As the ‘red wave’ narrative took hold in the Beltway, many prognosticators cited the country’s abysmal right track/wrong track numbers as evidence Democrats were destined for heavy losses.
It’s true that, heading into Election Day, the numbers were spectacularly bad, according to Civiqs tracking of the issue. Just 21% of registered voters said the country was on the “right track” compared to 68% saying it was on the “wrong track.”
But the assumption among myriad old-school analysts that all the negativity would specifically pull Democrats under turned out to be incorrect.
In fact, everyone, including Democratic voters and leaners, was dissatisfied with the state of the country, and they didn’t necessarily fault Democrats for the sorry state of affairs.
Actually, right after the GOP-packed Supreme Court overturned Roe v. Wade at the end of June, the ‘wrong track’ numbers jumped 6 points, from about 73% to 79%. But the wrong-track trajectory had also steadily grown from 69% since early May, when the draft decision first leaked to the public.
As veteran Democratic pollster Paul Maslin noted at the time, everyone was angry about something.
“We’re in a very different paradigm,” Maslin said on the July 1 That Trippi Show podcast. “Everybody’s mad about something. It may come down this November to which side is more fearful of the other. And what it would mean for the other to either retain power or to gain power. And that may end up becoming the key factor, and I think a reasonable person would have to say right now that’s a really close call. It’s not definitive at all that it’s the Republicans or the conservatives that are the ones that are going to be the most upset.”
Prescient. Maslin had just finished polling a state he declined to disclose in which he said a mere 8% of respondents said the country was moving in the right direction.
His read was the right one: It wasn’t all on Democrats. Voters were almost universally angry and/or dissatisfied, and the midterm election would come down to which party they feared most.
Civiqs tracking continues to reflect that reality today. Since Election Day, right track numbers have made a small-but-notable rebound, from 21% just before Election Day to 28% now. Wrong track numbers have similarly fallen 5 points in the same time period, from 68% to 63%. Here’s Civiqs tracking of right track/wrong track views over the past 12 months.

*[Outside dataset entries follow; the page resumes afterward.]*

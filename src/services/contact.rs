//! Contact form bridge: validation plus hand-off to an email provider.
//!
//! ARCHITECTURE
//! ============
//! The route validates first and only then calls a `ContactSink`. Which sink
//! is behind the trait is deployment configuration: a webhook relay that
//! POSTs the form as JSON, or Resend. There is no retry and no queue; a
//! failed hand-off is reported once.

use std::sync::Arc;
use std::time::Duration;

use resend_rs::Resend;
use resend_rs::types::CreateEmailBaseOptions;
use serde::{Deserialize, Serialize};

use crate::config::ContactProviderConfig;

const CONTACT_EMAIL_TEMPLATE: &str = include_str!("../../templates/contact_email.html");
const DEFAULT_SUCCESS_MESSAGE: &str = "Message sent successfully!";
const DEFAULT_FAILURE_MESSAGE: &str = "Failed to send message";

#[derive(Debug, thiserror::Error)]
pub enum ContactError {
    #[error("{0} is required")]
    MissingField(&'static str),
    #[error("invalid email address")]
    InvalidEmail,
    #[error("contact relay unreachable: {0}")]
    Transport(String),
    #[error("contact relay rejected the message (status {status}): {message}")]
    Rejected { status: u16, message: String },
    #[error("email delivery failed: {0}")]
    Delivery(String),
    #[error("HTTP client build failed: {0}")]
    HttpClientBuild(String),
}

impl ContactError {
    /// Whether the error is the submitter's fault and safe to show verbatim.
    #[must_use]
    pub fn is_validation(&self) -> bool {
        matches!(self, Self::MissingField(_) | Self::InvalidEmail)
    }

    /// Text safe to show the visitor. Provider internals stay in the logs.
    #[must_use]
    pub fn visitor_message(&self) -> String {
        match self {
            Self::MissingField(_) | Self::InvalidEmail => self.to_string(),
            Self::Rejected { message, .. } => message.clone(),
            Self::Transport(_) | Self::Delivery(_) | Self::HttpClientBuild(_) => DEFAULT_FAILURE_MESSAGE.to_owned(),
        }
    }
}

// =============================================================================
// FORM + VALIDATION
// =============================================================================

/// Raw form fields as posted by the site.
#[derive(Debug, Clone, Default, Deserialize)]
pub struct ContactForm {
    #[serde(default)]
    pub name: String,
    #[serde(default)]
    pub email: String,
    #[serde(default)]
    pub subject: String,
    #[serde(default)]
    pub message: String,
}

/// A form that passed validation. Fields are trimmed.
#[derive(Debug, Clone, PartialEq, Eq, Serialize)]
pub struct ValidContact {
    pub name: String,
    pub email: String,
    pub subject: String,
    pub message: String,
}

impl ContactForm {
    /// Check required fields and email shape.
    ///
    /// # Errors
    ///
    /// `MissingField` for the first blank field (in form order), then
    /// `InvalidEmail` if the address is malformed.
    pub fn validate(&self) -> Result<ValidContact, ContactError> {
        let required = |value: &str, field: &'static str| {
            let trimmed = value.trim();
            if trimmed.is_empty() { Err(ContactError::MissingField(field)) } else { Ok(trimmed.to_owned()) }
        };

        let name = required(&self.name, "name")?;
        let email = required(&self.email, "email")?;
        let subject = required(&self.subject, "subject")?;
        let message = required(&self.message, "message")?;

        if !is_valid_email(&email) {
            return Err(ContactError::InvalidEmail);
        }

        Ok(ValidContact { name, email, subject, message })
    }
}

/// `local@domain.tld` shape: no whitespace, exactly one `@`, and a dot
/// inside the domain with something on both sides.
#[must_use]
pub fn is_valid_email(email: &str) -> bool {
    if email.chars().any(char::is_whitespace) {
        return false;
    }
    let Some((local, domain)) = email.split_once('@') else {
        return false;
    };
    if local.is_empty() || domain.contains('@') {
        return false;
    }
    domain
        .char_indices()
        .any(|(i, c)| c == '.' && i > 0 && i + 1 < domain.len())
}

// =============================================================================
// SINK TRAIT
// =============================================================================

/// Provider acknowledgement, shown to the visitor.
#[derive(Debug, Clone, PartialEq, Eq, Serialize)]
pub struct Ack {
    pub message: String,
}

#[async_trait::async_trait]
pub trait ContactSink: Send + Sync {
    /// Short provider name for logs.
    fn name(&self) -> &'static str;

    async fn submit(&self, contact: &ValidContact) -> Result<Ack, ContactError>;
}

/// Build the configured sink, or `None` when contact is disabled.
///
/// # Errors
///
/// Returns an error if the HTTP client cannot be built.
pub fn build_sink(
    config: Option<&ContactProviderConfig>,
    timeout: Duration,
) -> Result<Option<Arc<dyn ContactSink>>, ContactError> {
    let Some(config) = config else {
        return Ok(None);
    };
    let sink: Arc<dyn ContactSink> = match config {
        ContactProviderConfig::Webhook { endpoint } => Arc::new(WebhookRelay::new(endpoint.clone(), timeout)?),
        ContactProviderConfig::Resend { api_key, from, to } => {
            Arc::new(ResendRelay::new(api_key, from.clone(), to.clone()))
        }
    };
    Ok(Some(sink))
}

// =============================================================================
// WEBHOOK RELAY
// =============================================================================

/// Wire body for form relays. The underscored hints are understood by
/// FormSubmit-style services and ignored by plain endpoints.
#[derive(Serialize)]
struct WebhookBody<'a> {
    name: &'a str,
    email: &'a str,
    subject: &'a str,
    message: &'a str,
    #[serde(rename = "_subject")]
    mail_subject: String,
    #[serde(rename = "_replyto")]
    reply_to: &'a str,
}

#[derive(Deserialize)]
struct RelayResponse {
    #[serde(default)]
    message: Option<String>,
}

pub struct WebhookRelay {
    http: reqwest::Client,
    endpoint: String,
}

impl WebhookRelay {
    /// # Errors
    ///
    /// Returns an error if the HTTP client cannot be built.
    pub fn new(endpoint: String, timeout: Duration) -> Result<Self, ContactError> {
        let http = reqwest::Client::builder()
            .timeout(timeout)
            .build()
            .map_err(|e| ContactError::HttpClientBuild(e.to_string()))?;
        Ok(Self { http, endpoint })
    }
}

#[async_trait::async_trait]
impl ContactSink for WebhookRelay {
    fn name(&self) -> &'static str {
        "webhook"
    }

    async fn submit(&self, contact: &ValidContact) -> Result<Ack, ContactError> {
        let body = WebhookBody {
            name: &contact.name,
            email: &contact.email,
            subject: &contact.subject,
            message: &contact.message,
            mail_subject: mail_subject(&contact.subject),
            reply_to: &contact.email,
        };
        let response = self
            .http
            .post(&self.endpoint)
            .header("Accept", "application/json")
            .json(&body)
            .send()
            .await
            .map_err(|e| ContactError::Transport(e.to_string()))?;

        let status = response.status();
        let text = response
            .text()
            .await
            .map_err(|e| ContactError::Transport(e.to_string()))?;
        let relay_message = relay_message(&text);

        if !status.is_success() {
            return Err(ContactError::Rejected {
                status: status.as_u16(),
                message: relay_message.unwrap_or_else(|| DEFAULT_FAILURE_MESSAGE.to_owned()),
            });
        }
        Ok(Ack { message: relay_message.unwrap_or_else(|| DEFAULT_SUCCESS_MESSAGE.to_owned()) })
    }
}

/// Pull `message` out of a relay's JSON body, if it has one.
fn relay_message(body: &str) -> Option<String> {
    serde_json::from_str::<RelayResponse>(body)
        .ok()
        .and_then(|r| r.message)
        .filter(|m| !m.trim().is_empty())
}

// =============================================================================
// RESEND RELAY
// =============================================================================

pub struct ResendRelay {
    resend: Resend,
    from: String,
    to: String,
}

impl ResendRelay {
    #[must_use]
    pub fn new(api_key: &str, from: String, to: String) -> Self {
        Self { resend: Resend::new(api_key), from, to }
    }
}

#[async_trait::async_trait]
impl ContactSink for ResendRelay {
    fn name(&self) -> &'static str {
        "resend"
    }

    async fn submit(&self, contact: &ValidContact) -> Result<Ack, ContactError> {
        let to = [self.to.as_str()];
        let subject = mail_subject(&contact.subject);
        let html = render_contact_template(contact);

        let email = CreateEmailBaseOptions::new(&self.from, to, &subject)
            .with_html(&html)
            .with_reply(&contact.email);
        self.resend
            .emails
            .send(email)
            .await
            .map_err(|e| ContactError::Delivery(e.to_string()))?;
        Ok(Ack { message: DEFAULT_SUCCESS_MESSAGE.to_owned() })
    }
}

fn mail_subject(subject: &str) -> String {
    format!("New Contact Form Submission: {subject}")
}

/// Fill the notification template. Values are HTML-escaped and message
/// newlines become `<br>`.
#[must_use]
pub fn render_contact_template(contact: &ValidContact) -> String {
    fill_template(CONTACT_EMAIL_TEMPLATE, |key| match key {
        "NAME" => Some(escape_html(&contact.name)),
        "EMAIL" => Some(escape_html(&contact.email)),
        "SUBJECT" => Some(escape_html(&contact.subject)),
        "MESSAGE" => Some(escape_html(&contact.message).replace('\n', "<br>")),
        _ => None,
    })
}

/// Replace `{{KEY}}` tokens in one left-to-right pass. Substituted values are
/// never rescanned; unknown keys and unclosed braces are copied through.
fn fill_template<F>(template: &str, value: F) -> String
where
    F: Fn(&str) -> Option<String>,
{
    let mut out = String::with_capacity(template.len());
    let mut rest = template;
    while let Some(open) = rest.find("{{") {
        out.push_str(&rest[..open]);
        let after = &rest[open + 2..];
        let Some(close) = after.find("}}") else {
            out.push_str(&rest[open..]);
            return out;
        };
        match value(&after[..close]) {
            Some(v) => out.push_str(&v),
            None => out.push_str(&rest[open..open + 2 + close + 2]),
        }
        rest = &after[close + 2..];
    }
    out.push_str(rest);
    out
}

fn escape_html(raw: &str) -> String {
    let mut out = String::with_capacity(raw.len());
    for c in raw.chars() {
        match c {
            '&' => out.push_str("&amp;"),
            '<' => out.push_str("&lt;"),
            '>' => out.push_str("&gt;"),
            '"' => out.push_str("&quot;"),
            '\'' => out.push_str("&#39;"),
            _ => out.push(c),
        }
    }
    out
}

#[cfg(test)]
#[path = "contact_test.rs"]
mod tests;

But perhaps even more telling is a bird’s-eye view of the right track/wrong track measure since the beginning of Donald Trump’s tenure. Wrong track views peaked three times over the past six years, and at least two of those occurrences were exclusively related to Trump and the GOP.
It seems very clear now that, while overall voter morale is lagging across demographics and partisan groups, several of the country’s worst moments came about as a result of Trump and Republican leadership.
Voters remembered that when they went to the polls on Election Day to decide who would lead this country heading into the 2024 presidential election.